After the procedure the skin will be red and flushed in appearance in a similar way to moderate sunburn. You may also experience skin tightness and mild sensitivity to touch on the area being treated. This will damage greatly after a few hours following treatment and within the next 24 hours the skin will be completely completely healed. After three days there is barely any evidence that the procedure has taken place.

Contraindications

Microneedling treatment is contraindicated for patients with: keloid scars, scleroderma, collagen vascular, diseases or cardiac abnormalities. A hemorrhagic disorder or hemostatic dysfunction, active bacterial or fungal infection.

Precautions and Warning

Microneedling treatment has not been evaluated in the following patient populations, as as such,precautions should be taken weather to treat: scars as stretch marks less than one year old; women who are pregnant or nursing, keloid scars; patients with history of eczema.

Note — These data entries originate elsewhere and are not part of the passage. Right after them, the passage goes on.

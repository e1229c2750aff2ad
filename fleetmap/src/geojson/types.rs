//! Serde model of the GeoJSON subset used by markers.
//!
//! Only `Point` geometries are modelled; every marker is a point.

use serde::{Deserialize, Serialize};

use crate::store::EntityId;

/// Literal `"FeatureCollection"` type tag.
#[derive(Debug, Clone, Copy, PartialEq, Eq, Default, Serialize, Deserialize)]
pub enum CollectionType {
    #[default]
    FeatureCollection,
}

/// Literal `"Feature"` type tag.
#[derive(Debug, Clone, Copy, PartialEq, Eq, Default, Serialize, Deserialize)]
pub enum FeatureType {
    #[default]
    Feature,
}

/// A GeoJSON FeatureCollection of point features.
#[derive(Debug, Clone, PartialEq, Default, Serialize, Deserialize)]
pub struct FeatureCollection {
    #[serde(rename = "type")]
    pub kind: CollectionType,
    pub features: Vec<Feature>,
}

impl FeatureCollection {
    pub fn new(features: Vec<Feature>) -> Self {
        Self {
            kind: CollectionType::FeatureCollection,
            features,
        }
    }

    pub fn len(&self) -> usize {
        self.features.len()
    }

    pub fn is_empty(&self) -> bool {
        self.features.is_empty()
    }
}

/// A single marker feature.
#[derive(Debug, Clone, PartialEq, Serialize, Deserialize)]
pub struct Feature {
    #[serde(rename = "type")]
    pub kind: FeatureType,
    pub geometry: Geometry,
    pub properties: FeatureProperties,
}

/// Feature geometry. Coordinates are `[lon, lat]`.
#[derive(Debug, Clone, PartialEq, Serialize, Deserialize)]
#[serde(tag = "type")]
pub enum Geometry {
    Point { coordinates: [f64; 2] },
}

/// Properties carried by a marker feature.
#[derive(Debug, Clone, PartialEq, Serialize, Deserialize)]
pub struct FeatureProperties {
    pub id: EntityId,

    #[serde(default, skip_serializing_if = "Option::is_none")]
    pub name: Option<String>,

    /// Callout visibility. Absent in exported fetch documents.
    #[serde(default, skip_serializing_if = "Option::is_none")]
    pub selected: Option<bool>,
}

Psoriasis and other chronic conditions; patients with history of actinic (solar) keratosis; patients with history of herpes simplex infections; diabetics or patients with wound-healing deficiencies; patients on immunosuppressive therapy; and skin with presence of raised moles or warts or targeted area.

Patient Consent

I understand that results will vary among individuals. I understand that although I may see change after my first treatment, I may require a series of sessions to obtain my desired outcome.

The procedure and side effects have been explained to me including alternative methods, as have the advantages and disadvantages. 

I am advised that though good results are expected, the possibilities and nature of complications cannot be accurately anticipated and that, therefore, there can be no guarantee as expressed or implied either as to the success or other result of the treatment. I am aware that microneedling treatment is not permanent as natural degradation will occur over time.

I stated that I have read (or it has read to me) and I understand this consent and I understand the information contained in it.

I have had the opportunity to ask questions about the treatment including risks or alternatives and acknowledge that all my questions about the procedure have been answered in a satisfactory manner.

This consent form is valid until all or part is revoked by me in writing.